- [TRY IT]: Please copy every line from the records below that contains the string "entity".

DATA EXTRACTS Block Start

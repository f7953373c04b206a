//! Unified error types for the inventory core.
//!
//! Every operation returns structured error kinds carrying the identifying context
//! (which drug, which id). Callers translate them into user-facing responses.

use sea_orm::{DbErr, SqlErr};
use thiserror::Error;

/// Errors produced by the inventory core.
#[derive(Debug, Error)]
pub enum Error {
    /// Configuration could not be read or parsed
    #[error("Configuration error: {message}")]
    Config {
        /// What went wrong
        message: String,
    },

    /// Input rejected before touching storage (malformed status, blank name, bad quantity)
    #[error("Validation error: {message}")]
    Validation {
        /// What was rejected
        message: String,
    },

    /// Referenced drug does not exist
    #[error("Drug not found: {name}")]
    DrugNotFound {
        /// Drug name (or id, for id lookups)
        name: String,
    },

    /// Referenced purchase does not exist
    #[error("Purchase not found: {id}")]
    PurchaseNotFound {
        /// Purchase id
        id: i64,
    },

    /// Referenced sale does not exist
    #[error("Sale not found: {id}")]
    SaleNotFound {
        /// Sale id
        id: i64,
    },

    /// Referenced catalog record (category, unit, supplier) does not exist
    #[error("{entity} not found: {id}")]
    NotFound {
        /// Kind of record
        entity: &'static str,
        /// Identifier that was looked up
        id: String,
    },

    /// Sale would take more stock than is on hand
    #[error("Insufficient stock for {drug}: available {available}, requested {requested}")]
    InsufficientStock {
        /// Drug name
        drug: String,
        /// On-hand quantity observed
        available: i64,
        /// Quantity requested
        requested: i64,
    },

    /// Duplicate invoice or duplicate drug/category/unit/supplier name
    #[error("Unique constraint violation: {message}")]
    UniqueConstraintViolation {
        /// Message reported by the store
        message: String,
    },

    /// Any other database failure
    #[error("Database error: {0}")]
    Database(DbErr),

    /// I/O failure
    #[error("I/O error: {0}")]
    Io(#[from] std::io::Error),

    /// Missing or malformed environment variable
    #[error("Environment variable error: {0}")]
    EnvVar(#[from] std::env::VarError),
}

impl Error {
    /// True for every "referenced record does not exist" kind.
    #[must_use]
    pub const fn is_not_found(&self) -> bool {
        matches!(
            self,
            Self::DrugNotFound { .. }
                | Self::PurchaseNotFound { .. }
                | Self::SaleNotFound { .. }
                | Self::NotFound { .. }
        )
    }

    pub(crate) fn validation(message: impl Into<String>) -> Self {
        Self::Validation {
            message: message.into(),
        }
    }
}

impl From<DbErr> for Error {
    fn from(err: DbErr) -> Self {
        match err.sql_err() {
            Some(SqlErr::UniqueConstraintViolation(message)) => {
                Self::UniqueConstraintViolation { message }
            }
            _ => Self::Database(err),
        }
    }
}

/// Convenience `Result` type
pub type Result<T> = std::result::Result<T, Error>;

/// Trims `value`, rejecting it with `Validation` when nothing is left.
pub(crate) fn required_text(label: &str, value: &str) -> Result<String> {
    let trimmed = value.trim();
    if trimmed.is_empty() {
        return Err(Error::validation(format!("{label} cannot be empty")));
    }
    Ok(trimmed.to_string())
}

DATA EXTRACTS Block End

- [OUTPUT OF THE TASK]:
    #[error("{entity} not found: {id}")]
        entity: &'static str,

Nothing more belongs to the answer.